COOPER (voice over): Some 45,000 flights take off each day in the US. The skies are crowded, but most flights take off and land without a hitch.

GOELZ: Commercial air travel in the United States, in Canada, in Western Europe, and in much of South America is very safe. And, you know, the number of injuries and fatalities per passenger mile is phenomenally low.

COOPER (voice over): According to researchers at MIT, commercial flights around the world have become roughly twice as safe every decade since the late 1960s.

After the Colgan Air crash in 2009, there were major changes in the aviation industry.

MUNTEAN: This was a regional flight flying into Buffalo. The crew had been working a very long day. They had been fatigued. They got indications that they were entering what's called an aerodynamic stall, and they responded improperly, initially and essentially mushed into the ground. That was a sea change accident.

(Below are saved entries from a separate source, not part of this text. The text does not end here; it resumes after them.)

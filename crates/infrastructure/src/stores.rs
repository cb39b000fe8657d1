//! DynamoDB-backed persistence gateways.
//!
//! Single-table layout: the todo item lives at `PK=TODO#{id} SK=TODO` and
//! its collaboration requests at `PK=TODO#{id} SK=COLLAB#{collaborator_id}`,
//! so the pair lookup is a GetItem and requests disappear with the todo's
//! partition. People live at `PK=PERSON#{id} SK=PROFILE` with a `name-index`
//! GSI for the unique display-name lookup.

use async_trait::async_trait;
use aws_sdk_dynamodb::types::AttributeValue;
use aws_sdk_dynamodb::Client;
use chrono::{DateTime, Utc};
use domain::{
    CollaborationRequest, CollaborationRequestId, ConfirmationToken, Person, PersonId, Todo,
    TodoId,
};
use service::{CollaborationStore, PersonStore, StoreError, TodoStore};
use std::collections::HashMap;

const TODO_SK: &str = "TODO";
const PROFILE_SK: &str = "PROFILE";
const COLLAB_SK_PREFIX: &str = "COLLAB#";
const NAME_INDEX: &str = "name-index";

fn todo_pk(id: &TodoId) -> String {
    format!("TODO#{id}")
}

fn person_pk(id: &PersonId) -> String {
    format!("PERSON#{id}")
}

fn collab_sk(collaborator_id: &PersonId) -> String {
    format!("{COLLAB_SK_PREFIX}{collaborator_id}")
}

fn backend_error(e: impl std::fmt::Display) -> StoreError {
    StoreError::Backend(e.to_string())
}

type Item = HashMap<String, AttributeValue>;

fn get_s<'a>(item: &'a Item, key: &str) -> Option<&'a str> {
    item.get(key).and_then(|v| v.as_s().ok()).map(|s| s.as_str())
}

fn get_datetime(item: &Item, key: &str) -> Option<DateTime<Utc>> {
    DateTime::parse_from_rfc3339(get_s(item, key)?)
        .ok()
        .map(|dt| dt.with_timezone(&Utc))
}

fn todo_to_item(todo: &Todo) -> Item {
    let mut item = HashMap::from([
        ("PK".to_string(), AttributeValue::S(todo_pk(&todo.id))),
        ("SK".to_string(), AttributeValue::S(TODO_SK.to_string())),
        ("id".to_string(), AttributeValue::S(todo.id.to_string())),
        ("title".to_string(), AttributeValue::S(todo.title.clone())),
        (
            "completed".to_string(),
            AttributeValue::Bool(todo.completed),
        ),
        (
            "created_at".to_string(),
            AttributeValue::S(todo.created_at.to_rfc3339()),
        ),
    ]);
    if let Some(description) = &todo.description {
        item.insert(
            "description".to_string(),
            AttributeValue::S(description.clone()),
        );
    }
    if let Some(owner) = &todo.owner {
        item.insert("owner".to_string(), AttributeValue::S(owner.to_string()));
    }
    if let Some(updated_at) = &todo.updated_at {
        item.insert(
            "updated_at".to_string(),
            AttributeValue::S(updated_at.to_rfc3339()),
        );
    }
    item
}

fn item_to_todo(item: &Item) -> Option<Todo> {
    Some(Todo {
        id: TodoId::from_string(get_s(item, "id")?.to_string()).ok()?,
        title: get_s(item, "title")?.to_string(),
        description: get_s(item, "description").map(str::to_string),
        completed: *item.get("completed")?.as_bool().ok()?,
        owner: match get_s(item, "owner") {
            Some(owner) => Some(PersonId::from_string(owner.to_string()).ok()?),
            None => None,
        },
        collaboration_requests: Vec::new(),
        created_at: get_datetime(item, "created_at")?,
        updated_at: get_datetime(item, "updated_at"),
    })
}

fn request_to_item(request: &CollaborationRequest) -> Item {
    HashMap::from([
        (
            "PK".to_string(),
            AttributeValue::S(todo_pk(&request.todo_id)),
        ),
        (
            "SK".to_string(),
            AttributeValue::S(collab_sk(&request.collaborator_id)),
        ),
        ("id".to_string(), AttributeValue::S(request.id.to_string())),
        (
            "todo_id".to_string(),
            AttributeValue::S(request.todo_id.to_string()),
        ),
        (
            "collaborator_id".to_string(),
            AttributeValue::S(request.collaborator_id.to_string()),
        ),
        (
            "token".to_string(),
            AttributeValue::S(request.token.as_str().to_string()),
        ),
        (
            "created_at".to_string(),
            AttributeValue::S(request.created_at.to_rfc3339()),
        ),
    ])
}

fn item_to_request(item: &Item) -> Option<CollaborationRequest> {
    Some(CollaborationRequest {
        id: CollaborationRequestId::from_string(get_s(item, "id")?.to_string()).ok()?,
        todo_id: TodoId::from_string(get_s(item, "todo_id")?.to_string()).ok()?,
        collaborator_id: PersonId::from_string(get_s(item, "collaborator_id")?.to_string())
            .ok()?,
        token: ConfirmationToken::from_string(get_s(item, "token")?.to_string()),
        created_at: get_datetime(item, "created_at")?,
    })
}

fn person_to_item(person: &Person) -> Item {
    HashMap::from([
        ("PK".to_string(), AttributeValue::S(person_pk(&person.id))),
        ("SK".to_string(), AttributeValue::S(PROFILE_SK.to_string())),
        ("id".to_string(), AttributeValue::S(person.id.to_string())),
        ("name".to_string(), AttributeValue::S(person.name.clone())),
        ("email".to_string(), AttributeValue::S(person.email.clone())),
    ])
}

fn item_to_person(item: &Item) -> Option<Person> {
    Some(Person {
        id: PersonId::from_string(get_s(item, "id")?.to_string()).ok()?,
        name: get_s(item, "name")?.to_string(),
        email: get_s(item, "email")?.to_string(),
    })
}

#[derive(Clone)]
pub struct DynamoTodoStore {
    client: Client,
    table_name: String,
}

impl DynamoTodoStore {
    pub fn new(client: Client, table_name: impl Into<String>) -> Self {
        Self {
            client,
            table_name: table_name.into(),
        }
    }
}

#[async_trait]
impl TodoStore for DynamoTodoStore {
    async fn find(&self, id: &TodoId) -> Result<Option<Todo>, StoreError> {
        let result = self
            .client
            .query()
            .table_name(&self.table_name)
            .key_condition_expression("PK = :pk")
            .expression_attribute_values(":pk", AttributeValue::S(todo_pk(id)))
            .send()
            .await
            .map_err(backend_error)?;

        let items = result.items();
        let mut todo = match items
            .iter()
            .find(|item| get_s(item, "SK") == Some(TODO_SK))
            .and_then(item_to_todo)
        {
            Some(todo) => todo,
            None => return Ok(None),
        };

        todo.collaboration_requests = items
            .iter()
            .filter(|item| {
                get_s(item, "SK").is_some_and(|sk| sk.starts_with(COLLAB_SK_PREFIX))
            })
            .filter_map(item_to_request)
            .collect();

        Ok(Some(todo))
    }

    async fn save(&self, todo: Todo) -> Result<Todo, StoreError> {
        self.client
            .put_item()
            .table_name(&self.table_name)
            .set_item(Some(todo_to_item(&todo)))
            .send()
            .await
            .map_err(backend_error)?;

        for request in &todo.collaboration_requests {
            self.client
                .put_item()
                .table_name(&self.table_name)
                .set_item(Some(request_to_item(request)))
                .send()
                .await
                .map_err(backend_error)?;
        }

        Ok(todo)
    }
}

#[derive(Clone)]
pub struct DynamoPersonStore {
    client: Client,
    table_name: String,
}

impl DynamoPersonStore {
    pub fn new(client: Client, table_name: impl Into<String>) -> Self {
        Self {
            client,
            table_name: table_name.into(),
        }
    }
}

#[async_trait]
impl PersonStore for DynamoPersonStore {
    async fn find(&self, id: &PersonId) -> Result<Option<Person>, StoreError> {
        let result = self
            .client
            .get_item()
            .table_name(&self.table_name)
            .key("PK", AttributeValue::S(person_pk(id)))
            .key("SK", AttributeValue::S(PROFILE_SK.to_string()))
            .send()
            .await
            .map_err(backend_error)?;

        Ok(result.item().and_then(item_to_person))
    }

    async fn find_by_name(&self, name: &str) -> Result<Option<Person>, StoreError> {
        // "name" is a DynamoDB reserved word
        let result = self
            .client
            .query()
            .table_name(&self.table_name)
            .index_name(NAME_INDEX)
            .key_condition_expression("#name = :name")
            .expression_attribute_names("#name", "name")
            .expression_attribute_values(":name", AttributeValue::S(name.to_string()))
            .send()
            .await
            .map_err(backend_error)?;

        Ok(result.items().iter().find_map(item_to_person))
    }

    async fn save(&self, person: Person) -> Result<Person, StoreError> {
        self.client
            .put_item()
            .table_name(&self.table_name)
            .set_item(Some(person_to_item(&person)))
            .send()
            .await
            .map_err(backend_error)?;

        Ok(person)
    }
}

#[derive(Clone)]
pub struct DynamoCollaborationStore {
    client: Client,
    table_name: String,
}

impl DynamoCollaborationStore {
    pub fn new(client: Client, table_name: impl Into<String>) -> Self {
        Self {
            client,
            table_name: table_name.into(),
        }
    }
}

#[async_trait]
impl CollaborationStore for DynamoCollaborationStore {
    async fn find_by_todo_and_collaborator(
        &self,
        todo_id: &TodoId,
        collaborator_id: &PersonId,
    ) -> Result<Option<CollaborationRequest>, StoreError> {
        let result = self
            .client
            .get_item()
            .table_name(&self.table_name)
            .key("PK", AttributeValue::S(todo_pk(todo_id)))
            .key("SK", AttributeValue::S(collab_sk(collaborator_id)))
            .send()
            .await
            .map_err(backend_error)?;

        Ok(result.item().and_then(item_to_request))
    }

    async fn delete(&self, request: &CollaborationRequest) -> Result<(), StoreError> {
        self.client
            .delete_item()
            .table_name(&self.table_name)
            .key("PK", AttributeValue::S(todo_pk(&request.todo_id)))
            .key(
                "SK",
                AttributeValue::S(collab_sk(&request.collaborator_id)),
            )
            .send()
            .await
            .map_err(backend_error)?;

        Ok(())
    }
}

#[cfg(test)]
mod tests {
    use super::*;

    #[test]
    fn todo_item_round_trips() {
        let mut todo = Todo::new("Buy milk", Some("two bottles".to_string())).unwrap();
        todo.owner = Some(PersonId::new());

        let parsed = item_to_todo(&todo_to_item(&todo)).unwrap();
        assert_eq!(parsed.id, todo.id);
        assert_eq!(parsed.title, todo.title);
        assert_eq!(parsed.description, todo.description);
        assert_eq!(parsed.owner, todo.owner);
        assert!(!parsed.completed);
    }

    #[test]
    fn request_item_round_trips() {
        let todo_id = TodoId::new();
        let collaborator = PersonId::new();
        let request = CollaborationRequest::new(
            todo_id.clone(),
            collaborator.clone(),
            ConfirmationToken::issue(&todo_id, &collaborator, Utc::now()),
        );

        let item = request_to_item(&request);
        assert_eq!(
            get_s(&item, "SK"),
            Some(format!("COLLAB#{collaborator}").as_str())
        );

        let parsed = item_to_request(&item).unwrap();
        assert_eq!(parsed.id, request.id);
        assert_eq!(parsed.token, request.token);
    }

    #[test]
    fn person_item_round_trips() {
        let person = Person::new("alice", "alice@example.com").unwrap();
        let parsed = item_to_person(&person_to_item(&person)).unwrap();
        assert_eq!(parsed, person);
    }

    #[test]
    fn malformed_items_are_skipped() {
        let item = HashMap::from([(
            "id".to_string(),
            AttributeValue::S("not-a-ulid".to_string()),
        )]);
        assert!(item_to_todo(&item).is_none());
        assert!(item_to_person(&item).is_none());
        assert!(item_to_request(&item).is_none());
    }
}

That was a harbinger for incredible change in aviation. It left an indelible mark on hiring and a huge mark on training and changed the requirements for experience for new airline pilots. COOPER (voice over): More safety regulations have led to fewer crashes. According to the National Transportation Safety Board, there have been 15 major plane crashes in the US since 1982, including last week's tragedy.

O'BRIEN: The NTSB, throughout its history, has looked at aviation accidents and attempted to find the problems that that led to it and make safety recommendations, leading to changes in the way airplanes are designed, the way flight crews are trained, the way air traffic control does its job.

There is no finish line for safety. It's not as if we will wake up one day and say, okay, we have now solved that problem. Safety is an ongoing effort that everybody in the industry has to take on board -- the manufacturers, the airlines, the flight crews, air traffic control.

SULLENBERGER: This is a reminder that in spite of how safe aviation has become, we still have a lot of work to do, and that's going to require more staffing and more money and more focus.

SCHIAVO: You know, over the years with all the accidents I've worked and I've worked many, families of those who are lost in crashes, almost without exception, say the same thing. They say, you know, the one thing that keeps me going is knowing that perhaps my loved one did not die in vain, that maybe change will occur. So, it makes it safer for other people. That's the one thing they always want.

COOPER (voice over): We leave you tonight with some of the names and faces of those who died in the crash in Washington on Wednesday.